In [1]:
import numpy as np  # Load required libs
import pandas as pd
import matplotlib.pyplot as plt
import torch
import torchvision
from tqdm.notebook import tqdm
import os
import zipfile
import copy
import time
import sys
from typing import Tuple, List, Type, Dict, Any
import adabelief_pytorch
import gc  # sometimes it is required to clean GPU memory in that way

ModuleNotFoundError: ignored

In [None]:
def clear_cuda():
    gc.collect()
    torch.cuda.empty_cache()

In [None]:
def train_data_processing_celeba(data, model, loss_fn):
    imgs, labels = data
    embeddings = model.embedder(imgs)
    logits = model.classifier(embeddings, labels)
    
    loss = loss_fn(logits, labels)
    return loss

def val_data_processing_celeba(data, model, loss_fn):
    imgs, labels = data
    embeddings = model.embedder(imgs)
    pred = model.classifier.calculate_cosines(embeddings)
    
    correct = (pred.argmax(1) == labels).type(torch.float).sum().item()
    loss = loss_fn(pred, labels)
    return correct, loss

In [None]:
def train_single_epoch(model: torch.nn.Module,
                       optimizer: torch.optim.Optimizer, 
                       loss_function: torch.nn.Module, 
                       datagiver,
                       train_data_processing,
                       scheduler,
                       epoch_number,
                       scheduler_step_every_epoch = False):
    steps_per_epoch = datagiver.get_train_steps_per_epoch()

    model.train()
    loss_val = 0
    with tqdm(total=steps_per_epoch) as pbar:
        for step in range(steps_per_epoch):
            data = datagiver.get(block=True)
            loss = train_data_processing(data, model, loss_function)
            loss_val += loss.item()

            optimizer.zero_grad()
            loss.backward()
            optimizer.step()
            
            if scheduler_step_every_epoch:
                scheduler.step(epoch_number + step / steps_per_epoch)
            
            pbar.update()
            pbar.set_postfix({'loss_value - ': loss_val, 'loss on batch - ': loss.item()})
            
    if not scheduler_step_every_epoch:
        scheduler.step()
    clear_cuda()
    loss_val /= steps_per_epoch
    return loss_val

In [None]:
def validate_single_epoch(model: torch.nn.Module,
                          loss_function: torch.nn.Module, 
                          datagiver,
                          val_data_processing):
    model.eval()
    steps_per_epoch = datagiver.get_val_steps_per_epoch()
    batch_size = datagiver.get_val_batch_size()
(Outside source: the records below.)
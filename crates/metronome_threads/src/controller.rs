//! # Controllers
//!
//! A controller owns a synchronization core and its worker threads, and
//! exposes the event-thread lifecycle API. Creating a controller spawns
//! the workers, which park on the startup barrier; `start()` releases
//! them. `stop()` terminates and joins every worker, after which the
//! controller can be recreated.

use crate::loops;
use crate::vsync::VsyncSource;
use metronome_core::markers::MarkerSink;
use metronome_core::scene::SceneEngine;
use metronome_core::surface::RenderSurface;
use metronome_core::time::{MonotonicClock, TimeSource};
use metronome_core::trigger::NotificationTrigger;
use metronome_core::PacingConfig;
use metronome_sync::{CombinedSynchronization, SyncState, ThreadSynchronization};
use std::sync::Arc;
use std::thread::{self, JoinHandle};
use tracing::info;

/// The external collaborators a controller wires into its worker loops.
pub struct Collaborators {
    /// Scene graph stepped by the update role and drawn by the render
    /// role.
    pub scene: Arc<dyn SceneEngine>,
    /// Initial render target, owned by the render role.
    pub surface: Box<dyn RenderSurface>,
    /// Tick source driven by the vsync role.
    pub vsync_source: Box<dyn VsyncSource>,
    /// One-way wake of the event loop.
    pub trigger: Arc<dyn NotificationTrigger>,
    /// Optional performance-marker sink.
    pub markers: Option<Arc<dyn MarkerSink>>,
    /// Clock shared by the predictor and the render loop's present
    /// bookkeeping. Defaults to [`MonotonicClock`] via
    /// [`Collaborators::default_clock`].
    pub clock: Arc<dyn TimeSource>,
}

impl Collaborators {
    /// The clock used when an embedder has no reason to supply one.
    #[must_use]
    pub fn default_clock() -> Arc<dyn TimeSource> {
        Arc::new(MonotonicClock::new())
    }
}

/// Controller for the three-thread design: independent update, render and
/// vsync threads.
pub struct ThreadedController {
    sync: Arc<ThreadSynchronization>,
    update_thread: Option<JoinHandle<()>>,
    render_thread: Option<JoinHandle<()>>,
    vsync_thread: Option<JoinHandle<()>>,
}

impl ThreadedController {
    /// Creates the core and spawns the three worker threads. The workers
    /// park on the startup barrier until [`start`](Self::start).
    #[must_use]
    pub fn new(config: &PacingConfig, collaborators: Collaborators) -> Self {
        let Collaborators {
            scene,
            surface,
            vsync_source,
            trigger,
            markers,
            clock,
        } = collaborators;

        let sync = Arc::new(ThreadSynchronization::new(
            config,
            Arc::clone(&clock),
            trigger,
            markers,
        ));
        sync.initialise();

        let update_thread = {
            let sync = Arc::clone(&sync);
            let scene = Arc::clone(&scene);
            let fps = config.fps_tracking_seconds;
            thread::spawn(move || loops::run_update_loop(sync, scene, fps))
        };

        let render_thread = {
            let sync = Arc::clone(&sync);
            let scene = Arc::clone(&scene);
            let clock = Arc::clone(&clock);
            thread::spawn(move || loops::run_render_loop(sync, scene, surface, clock))
        };

        let vsync_thread = {
            let sync = Arc::clone(&sync);
            let vsyncs_per_render = config.vsyncs_per_render;
            thread::spawn(move || loops::run_vsync_loop(sync, vsync_source, vsyncs_per_render))
        };

        info!(target: "metronome::threads", "threaded controller created");
        Self {
            sync,
            update_thread: Some(update_thread),
            render_thread: Some(render_thread),
            vsync_thread: Some(vsync_thread),
        }
    }

    /// Releases the workers into `Running`; blocks until all three are
    /// alive.
    pub fn start(&self) {
        self.sync.start();
        info!(target: "metronome::threads", "threaded controller started");
    }

    /// Pauses frame production.
    pub fn pause(&self) {
        self.sync.pause();
    }

    /// Resumes frame production with the one-frame fast path.
    pub fn resume(&self) {
        self.sync.resume();
    }

    /// Wakes a sleeping core because scene messages were queued.
    pub fn update_request(&self) {
        self.sync.update_request();
    }

    /// Forces one extra frame regardless of state.
    pub fn update_once(&self) {
        self.sync.update_once();
    }

    /// Swaps the render target; blocks until the render thread has
    /// serviced the replacement.
    pub fn replace_surface(&self, new_surface: Box<dyn RenderSurface>) -> bool {
        self.sync.replace_surface(new_surface)
    }

    /// Changes the vsync-per-render divisor at runtime.
    pub fn set_render_refresh_rate(&self, vsyncs_per_render: u32) {
        self.sync.set_render_refresh_rate(vsyncs_per_render);
    }

    /// Current lifecycle state.
    #[must_use]
    pub fn current_state(&self) -> SyncState {
        self.sync.current_state()
    }

    /// Stops the core and joins all worker threads. Idempotent.
    pub fn stop(&mut self) {
        self.sync.stop();
        for handle in [
            self.update_thread.take(),
            self.render_thread.take(),
            self.vsync_thread.take(),
        ]
        .into_iter()
        .flatten()
        {
            let _ = handle.join();
        }
        info!(target: "metronome::threads", "threaded controller stopped");
    }
}

impl Drop for ThreadedController {
    fn drop(&mut self) {
        self.stop();
    }
}

impl std::fmt::Debug for ThreadedController {
    fn fmt(&self, f: &mut std::fmt::Formatter<'_>) -> std::fmt::Result {
        f.debug_struct("ThreadedController")
            .field("state", &self.sync.current_state())
            .finish()
    }
}

/// Controller for the two-thread design: a combined update/render thread
/// paced by a vsync thread.
pub struct CombinedController {
    sync: Arc<CombinedSynchronization>,
    combined_thread: Option<JoinHandle<()>>,
    vsync_thread: Option<JoinHandle<()>>,
}

impl CombinedController {
    /// Creates the core and spawns the two worker threads.
    #[must_use]
    pub fn new(config: &PacingConfig, collaborators: Collaborators) -> Self {
        let Collaborators {
            scene,
            surface,
            vsync_source,
            trigger,
            markers,
            clock,
        } = collaborators;

        let sync = Arc::new(CombinedSynchronization::new(
            config,
            Arc::clone(&clock),
            trigger,
            markers,
        ));
        sync.initialise();

        let combined_thread = {
            let sync = Arc::clone(&sync);
            let scene = Arc::clone(&scene);
            let clock = Arc::clone(&clock);
            let fps = config.fps_tracking_seconds;
            thread::spawn(move || loops::run_combined_loop(sync, scene, surface, clock, fps))
        };

        let vsync_thread = {
            let sync = Arc::clone(&sync);
            let vsyncs_per_render = config.vsyncs_per_render;
            thread::spawn(move || {
                loops::run_combined_vsync_loop(sync, vsync_source, vsyncs_per_render);
            })
        };

        info!(target: "metronome::threads", "combined controller created");
        Self {
            sync,
            combined_thread: Some(combined_thread),
            vsync_thread: Some(vsync_thread),
        }
    }

    /// Releases the workers into `Running`; blocks until both are alive.
    pub fn start(&self) {
        self.sync.start();
        info!(target: "metronome::threads", "combined controller started");
    }

    /// Pauses frame production.
    pub fn pause(&self) {
        self.sync.pause();
    }

    /// Resumes frame production with the one-frame fast path.
    pub fn resume(&self) {
        self.sync.resume();
    }

    /// Wakes a sleeping core because scene messages were queued.
    pub fn update_request(&self) {
        self.sync.update_request();
    }

    /// Forces one extra frame regardless of state.
    pub fn update_once(&self) {
        self.sync.update_once();
    }

    /// Deposits a new render target; blocks until the combined thread has
    /// swapped to it.
    pub fn replace_surface(&self, new_surface: Box<dyn RenderSurface>) -> bool {
        self.sync.replace_surface(new_surface)
    }

    /// Changes the vsync-per-render divisor at runtime.
    pub fn set_render_refresh_rate(&self, vsyncs_per_render: u32) {
        self.sync.set_render_refresh_rate(vsyncs_per_render);
    }

    /// Current lifecycle state.
    #[must_use]
    pub fn current_state(&self) -> SyncState {
        self.sync.current_state()
    }

    /// Stops the core and joins both worker threads. Idempotent.
    pub fn stop(&mut self) {
        self.sync.stop();
        for handle in [self.combined_thread.take(), self.vsync_thread.take()]
            .into_iter()
            .flatten()
        {
            let _ = handle.join();
        }
        info!(target: "metronome::threads", "combined controller stopped");
    }
}

impl Drop for CombinedController {
    fn drop(&mut self) {
        self.stop();
    }
}

impl std::fmt::Debug for CombinedController {
    fn fmt(&self, f: &mut std::fmt::Formatter<'_>) -> std::fmt::Result {
        f.debug_struct("CombinedController")
            .field("state", &self.sync.current_state())
            .finish()
    }
}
    size = steps_per_epoch * batch_size
    val_loss, correct = 0, 0
    
    with torch.no_grad():
        for _ in range(steps_per_epoch):
            data = datagiver.get(block=True)
            step_correct, step_val_loss = val_data_processing(data, model, loss_function)
            
            correct += step_correct
            val_loss += step_val_loss

    clear_cuda()
            
    val_loss /= steps_per_epoch
    correct /= size
    print('accuracy - {} , loss - {}'.format(correct, val_loss))
    return {'loss': val_loss, 'accuracy' : correct}

In [None]:
def train_model(model: torch.nn.Module, 
                datagiver,
                path_to_save,
                loss_function: torch.nn.Module = torch.nn.CrossEntropyLoss(),
                optimizer_params = 'default',
                lr_scheduler_class = torch.optim.lr_scheduler.CosineAnnealingWarmRestarts,
                lr_scheduler_params: Dict = {},
                lr_scheduler_step_every_epoch = False,
                max_epochs = 50,
                early_stopping_patience = 15,
                loss_progression = None,
                train_data_processing = train_data_processing_celeba,
                val_data_processing = val_data_processing_celeba,
                model_name_appendix=""):
    if optimizer_params == 'default':
        optimizer = adabelief_pytorch.AdaBelief(model.parameters(),
                                                lr=0.01,
                                                betas=(0.9, 0.999),
                                                eps=1e-8,
                                                weight_decouple=True,
                                                rectify=False,
                                                weight_decay=1e-2,
                                                fixed_decay=False,
                                                amsgrad=False)
    else:
        optimizer = adabelief_pytorch.AdaBelief(model.parameters(), **optimizer_params)
        
    scheduler = lr_scheduler_class(optimizer, **lr_scheduler_params)

    best_val_loss = None
    best_epoch = None
    
    loss_history = []
    
    with tqdm(total=max_epochs) as pbar:
        for epoch in tqdm(range(max_epochs)):
            datagiver.change_task('train')
            train_epoch_loss_history = train_single_epoch(model,
                                                          optimizer,
                                                          loss_function,
                                                          datagiver,
                                                          train_data_processing,
                                                          scheduler,
                                                          epoch,
                                                          scheduler_step_every_epoch = lr_scheduler_step_every_epoch)
            
            loss_history.append(train_epoch_loss_history)
            datagiver.change_task('validate')
            val_metrics = validate_single_epoch(model, loss_function, datagiver, val_data_processing)
            pbar.update
            pbar.set_postfix({'Epoch - ': epoch})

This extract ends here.